The findings from the most recent update, as reported by the Yale team:

  • The size of the Six Americas has remained relatively stable since May 2011, with two exceptions: the Disengaged are now only 6 percent of the adult population (down from 10% in May 2011); and the Cautious have increased to 29 percent (up from 24% in May 2011).
  • 93 percent of the Alarmed, 92 percent of the Concerned, 74 percent of the Cautious, and 73 percent of the Disengaged say that global warming is affecting weather in the United States. Majorities of these groups also say that global warming made several extreme weather and natural disasters in 2011 worse, including the drought in Texas and Oklahoma, floods in the Mississippi River Valley, and record high temperatures across much of the U.S. By contrast, 90 percent of the Dismissive and 66 percent of the Doubtful say that global warming is not affecting the weather in the U.S.
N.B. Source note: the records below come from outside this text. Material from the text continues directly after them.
//! # school-core
//!
//! Core logic for the school platform - shared by the CLI and any other
//! front end.
//!
//! This crate provides:
//! - Key-value persistence (`db` module)
//! - Data models for items and the roster (`models` module)
//! - Item store, dashboard aggregation and subject grid (`services` module)
//! - Sign-up and password recovery flows (`wizard` module)
//! - Password hashing and sign-in (`auth` module)
//! - Runtime configuration (`config` module)
//! - Unified error handling (`error` module)

pub mod auth;
pub mod config;
pub mod db;
pub mod error;
pub mod models;
pub mod services;
pub mod utils;
pub mod wizard;

// Re-exports for convenience
pub use config::SchoolConfig;
pub use db::{Database, KeyValueStore, MemoryStore};
pub use error::{Error, Result};

// Re-export commonly used types from models
pub use models::{
    Accommodations, ClassGroup, CreateItem, Dimension, DimensionCount, DueWindow, Item,
    ItemFilters, ItemKind, ItemScope, ItemStatus, Kpis, Roster, Student,
};

// Re-export commonly used types from services
pub use services::{
    aggregate_by_dimension, compute_kpis, filter_items, filter_subjects, rank_upcoming,
    sample_subjects, sample_topics, scope_breakdown, subject_name, ItemStore, SubjectCard,
    SubjectFilter, SubjectSort, Topic, TopicStatus, DEFAULT_UPCOMING_LIMIT, ITEMS_KEY, ROSTER_KEY,
};

pub use wizard::{FlowKind, FlowOutcome, FlowSession, Role, SignupPolicy, Step, WizardState};

/// Library version
pub const VERSION: &str = env!("CARGO_PKG_VERSION");

/// Returns the library version
pub fn version() -> &'static str {
    VERSION
}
  • If 90 percent of climate scientists were to state publicly that global warming is happening, 66 percent of the Concerned, 58 percent of the Alarmed, and 48 percent of the Cautious say that it would increase their level of concern about the issue. Only 18 percent of the Dismissive, however, say their concern would increase, consistent with their distrust of climate scientists.
  • 89 percent of the Alarmed, 77 percent of the Concerned, and 64 percent of the Cautious say that if people with their views worked together, they could influence their elected representatives’ decisions on global warming.
  • Half or more of the Alarmed (82%) and Concerned (50%) say they are willing to join a campaign to convince elected officials to do “the right thing” on global warming.
  • President Obama is more trusted than [Republican presidential candidate] Mitt Romney as a source of information about global warming by a margin of 64 percentage points among the Alarmed; 40 points among the Concerned; 30 points among the Cautious; and 19 points among the Disengaged. The Doubtful trust the two candidates about equally, while the Dismissive trust Romney more than Obama by 33 points.
  • Sixty percent of Americans say they would be more likely to vote for a candidate who supports legislation to reduce the federal income tax, while increasing taxes on fossil fuels by an equal amount (a “revenue-neutral tax swap”); only 20 percent say they would be less likely to vote for such a candidate. 82 percent of the Alarmed, 71 percent of the Concerned, 65 percent of the Cautious, and 51 percent of the Disengaged would favor a candidate holding this position. 43 percent of the Doubtful and 23 percent of the Dismissive would favor such a candidate, however, 31 percent of the Doubtful and 30 percent of the Dismissive say it would make no difference in their votes.

The full report that the July results update — “Global Warming’s Six Americas in March 2012 and November 2011” — can be downloaded as a PDF.